Build and train models for binary classification

La classification binaire n’est qu’un cas particulier de la classification. Il n’y a qu’une seule différence : le choix de BinaryCrossentropy plutôt que SparseCategoricalCrossentropy.

Notez : If you want to provide labels using one-hot representation, please use CategoricalCrossentropy loss

A ce sujet on lire ici.

import tensorflow as tf
import pdb
# https://www.tensorflow.org/tutorials/images/classification

from tensorflow.keras.models import Sequential
from tensorflow.keras.layers import Dense, Conv2D, Flatten, Dropout, MaxPooling2D
from tensorflow.keras.preprocessing.image import ImageDataGenerator

import os
import numpy as np
import matplotlib.pyplot as plt

_URL = 'https://storage.googleapis.com/mledu-datasets/cats_and_dogs_filtered.zip'

path_to_zip = tf.keras.utils.get_file('cats_and_dogs.zip', origin=_URL, extract=True)

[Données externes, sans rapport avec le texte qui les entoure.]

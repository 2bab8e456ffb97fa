//! Lyrics files stored next to an audio file: `<stem>.lrc` for synced
//! lyrics, `<stem>.txt` for plain text.

mod state;
mod write;

pub use state::{SidecarState, inspect};
pub use write::{remove_plain, write_lyrics};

PATH = os.path.join(os.path.dirname(path_to_zip), 'cats_and_dogs_filtered')

train_dir = os.path.join(PATH, 'train')
validation_dir = os.path.join(PATH, 'validation')

train_cats_dir = os.path.join(train_dir, 'cats')  # directory with our training cat pictures
train_dogs_dir = os.path.join(train_dir, 'dogs')  # directory with our training dog pictures
validation_cats_dir = os.path.join(validation_dir, 'cats')  # directory with our validation cat pictures
validation_dogs_dir = os.path.join(validation_dir, 'dogs')  # directory with our validation dog pictures

Le code précédent initialise les paths des datasets.

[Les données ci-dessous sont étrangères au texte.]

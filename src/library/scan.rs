use std::collections::HashSet;
use std::fs;
use std::path::Path;

use walkdir::WalkDir;

use crate::config::LibrarySettings;

use super::model::{AudioFormat, AudioTrack};

fn is_audio_file(path: &Path, settings: &LibrarySettings) -> bool {
    let exts: Vec<String> = settings
        .extensions
        .iter()
        .map(|e| e.trim().trim_start_matches('.').to_ascii_lowercase())
        .filter(|e| !e.is_empty())
        .collect();

    path.extension()
        .and_then(|s| s.to_str())
        .map(|ext| {
            let ext = ext.to_ascii_lowercase();
            exts.iter().any(|e| e == &ext)
        })
        .unwrap_or(false)
}

/// Recursively collect audio files under `dir`, sorted by path.
///
/// Files reachable through more than one path (symlinked directories) are
/// kept once, under the first path in sort order.
pub fn scan(dir: &Path, settings: &LibrarySettings) -> Vec<AudioTrack> {
    let mut paths: Vec<_> = WalkDir::new(dir)
        .follow_links(settings.follow_links)
        .into_iter()
        .filter_map(|entry| match entry {
            Ok(entry) => Some(entry),
            Err(e) => {
                tracing::debug!(error = %e, "skipping unreadable directory entry");
                None
            }
        })
        .filter(|entry| entry.file_type().is_file())
        .map(|entry| entry.into_path())
        .filter(|path| is_audio_file(path, settings))
        .collect();

    paths.sort();

    let mut seen = HashSet::new();
    paths
        .into_iter()
        .filter(|path| seen.insert(fs::canonicalize(path).unwrap_or_else(|_| path.clone())))
        .filter_map(|path| {
            let format = AudioFormat::from_path(&path)?;
            Some(AudioTrack::new(path, format))
        })
        .collect()
}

num_cats_tr = len(os.listdir(train_cats_dir))
num_dogs_tr = len(os.listdir(train_dogs_dir))

num_cats_val = len(os.listdir(validation_cats_dir))
num_dogs_val = len(os.listdir(validation_dogs_dir))

total_train = num_cats_tr + num_dogs_tr
total_val = num_cats_val + num_dogs_val

batch_size = 128
epochs = 15
IMG_HEIGHT = 150
IMG_WIDTH = 150
train_image_generator = ImageDataGenerator(rescale=1./255) # Generator for our training data
validation_image_generator = ImageDataGenerator(rescale=1./255) # Generator for our validation data

ImageDataGenerator est décrit de cette façon : « Generate batches of tensor image data with real-time data augmentation »

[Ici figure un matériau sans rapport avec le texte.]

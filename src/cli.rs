use std::path::{Path, PathBuf};
use std::time::Duration;

use clap::Parser;

#[derive(Parser, Debug)]
#[command(name = "lyricfetch")]
#[command(author, version, about = "Fetch lyrics for audio files from the internet")]
#[command(after_help = "\
Supported formats: FLAC, MP3, M4A/ALAC, MP4

Examples:
  lyricfetch ~/Music
  lyricfetch /Volumes/Music/Albums --delay 1.5
  lyricfetch .

The directory is searched recursively. Artist and title are read from each
file's tags and looked up on LRCLIB, then lyrics.ovh. Synced lyrics are saved
as .lrc files, plain text as .txt files, next to the audio file.")]
pub struct Cli {
    /// Directory to search for audio files
    pub directory: PathBuf,

    /// Delay between API requests in seconds (default: 2.0, or fetch.delay_secs from the config)
    #[arg(short, long, value_parser = parse_delay)]
    pub delay: Option<f64>,

    /// Config file to use instead of the default location
    #[arg(short, long)]
    pub config: Option<PathBuf>,

    /// Show debug logging on stderr
    #[arg(short, long)]
    pub verbose: bool,
}

impl Cli {
    /// The directory to scan, with a leading `~` expanded.
    pub fn root(&self) -> PathBuf {
        let home = std::env::var_os("HOME").map(PathBuf::from);
        let expanded = expand_home(&self.directory, home.as_deref());
        std::path::absolute(&expanded).unwrap_or(expanded)
    }
}

fn parse_delay(raw: &str) -> Result<f64, String> {
    let secs: f64 = raw
        .trim()
        .parse()
        .map_err(|_| format!("'{raw}' is not a number"))?;
    Duration::try_from_secs_f64(secs)
        .map_err(|_| "delay must be a non-negative number of seconds within range".to_string())?;
    Ok(secs)
}

fn expand_home(path: &Path, home: Option<&Path>) -> PathBuf {
    match (path.strip_prefix("~"), home) {
        (Ok(rest), Some(home)) => home.join(rest),
        _ => path.to_path_buf(),
    }
}
use tracing_subscriber::EnvFilter;

fn default_directive(verbose: bool) -> &'static str {
    if verbose { "lyricfetch=debug" } else { "warn" }
}

/// Install the stderr log subscriber. `RUST_LOG` wins over `verbose`.
pub fn init(verbose: bool) {
    let filter = EnvFilter::try_from_default_env()
        .unwrap_or_else(|_| EnvFilter::new(default_directive(verbose)));

    // Progress output owns stdout; diagnostics go to stderr.
    let _ = tracing_subscriber::fmt()
        .with_env_filter(filter)
        .with_writer(std::io::stderr)
        .with_target(false)
        .try_init();
}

train_data_gen = train_image_generator.flow_from_directory(batch_size=batch_size,
                                                           directory=train_dir,
                                                           shuffle=True,
                                                           target_size=(IMG_HEIGHT, IMG_WIDTH),
                                                           class_mode='binary')

val_data_gen = validation_image_generator.flow_from_directory(batch_size=batch_size,
                                                              directory=validation_dir,
                                                              target_size=(IMG_HEIGHT, IMG_WIDTH),
                                                              class_mode='binary')

sample_training_images, _ = next(train_data_gen)
model = Sequential([
    Conv2D(16, 3, padding='same', activation='relu', input_shape=(IMG_HEIGHT, IMG_WIDTH ,3)),
    MaxPooling2D(),
    Conv2D(32, 3, padding='same', activation='relu'),
    MaxPooling2D(),
    Conv2D(64, 3, padding='same', activation='relu'),
    MaxPooling2D(),
    Flatten(),
    Dense(512, activation='relu'),
    Dense(1)
])

model.compile(optimizer='adam',
              loss=tf.keras.losses.BinaryCrossentropy(from_logits=True),
              metrics=['accuracy'])

model.summary()

history = model.fit_generator(
    train_data_gen,
    steps_per_epoch=total_train // batch_size,
    epochs=epochs,
    validation_data=val_data_gen,
    validation_steps=total_val // batch_size
)

acc = history.history['accuracy']
val_acc = history.history['val_accuracy']

On n’utilise pas fit mais fit_generator car train_data_gen est un ImageDataGenerator?